Researchers at the University of Plymouth used a technique developed in the 1950s to determine how much influence robots can have on people’s opinions.
The Asch paradigm was originally used to describe how people will usually follow the opinions of others, even if they are clearly wrong.
“People often follow the opinions of others and we’ve known for a long time that it is hard to resist taking over views and opinions of people around us,” said robotics professor Tony Belpaeme, who led the study alongside Plymouth researcher Anna Vollmer.

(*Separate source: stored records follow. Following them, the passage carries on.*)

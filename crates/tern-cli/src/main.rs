mod demos;

use owo_colors::OwoColorize;
use tern_interpreter::run;
use tern_syntax::error::Error;

fn render_error(err: &Error) {
    eprintln!(
        "{}: {}",
        format!("{} error", err.kind).red().bold(),
        err.msg.red()
    );
}

fn print_usage() {
    eprintln!("Usage: tern [--debug] <program>");
    eprintln!("       tern --list");
    eprintln!();
    eprintln!("Runs one of the bundled demo programs.");
}

fn main() {
    let args: Vec<String> = std::env::args().collect();
    let mut debug = false;
    let mut name: Option<&str> = None;

    for arg in &args[1..] {
        match arg.as_str() {
            "--debug" | "-d" => debug = true,
            "--list" | "-l" => {
                for n in demos::NAMES {
                    println!("{}", n);
                }
                return;
            }
            s if s.starts_with('-') => {
                eprintln!("{}: {}", "error".red().bold(), format!("Unknown flag '{}'", s).red());
                print_usage();
                std::process::exit(2);
            }
            s => name = Some(s),
        }
    }

    let name = match name {
        Some(n) => n,
        None => {
            print_usage();
            std::process::exit(2);
        }
    };

    let program = match demos::by_name(name) {
        Some(p) => p,
        None => {
            eprintln!(
                "{}: {}",
                "error".red().bold(),
                format!("Unknown program '{}'. Try --list.", name).red()
            );
            std::process::exit(1);
        }
    };

    if let Err(e) = run(&program, debug) {
        render_error(&e);
        std::process::exit(1);
    }
}
//! Tern interpreter: evaluates AST nodes with a simple tree-walking evaluator.
//!
//! This crate provides the runtime for the Tern language. Evaluation is
//! purely functional: [`evaluate`] takes an expression and an
//! environment and returns a `(value, type, environment)` triple, never
//! mutating anything it was given. Variables live in [`Env`], a
//! persistent chain of bindings where binding prepends and lookup
//! returns the nearest match.

pub mod env;
pub mod eval;
pub mod value;

pub use env::Env;
pub use eval::{evaluate, run, Evaluated};
pub use value::Value;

“We know this as conformity. But as robots will soon be found in the home and the workplace, we were wondering if people would conform to robots.
"What our results show is that adults do not conform to what the robots are saying. But when we did the experiment with children, they did.”
The study, published in the journal Science Robotics, showed that children scored higher on a test when alone in a room compared to a room with robots.
Professor Belpaeme said the study’s results show children have more of an affinity with robots than adults, suggesting they may be more susceptible to robot-based advertising.
This phenomenon could be used positively in society, for example social robots could be used to help diabetic children accept the nature of their condition.
Similar robots could also be used to help children learn a second language.
The researchers warned that the study also raises concerns about the negative influence robots might have on vulnerable children.
The study concluded: “A future in which autonomous social robots are used as aids for education professionals or child therapists is not distant. In these applications, the robot is in a position in which the information provided can significantly affect the individuals they interact with.”
In order to protect against any potential pitfalls, the study’s authors said a discussion is now required about whether measures should be put in place to help minimise the risk to children.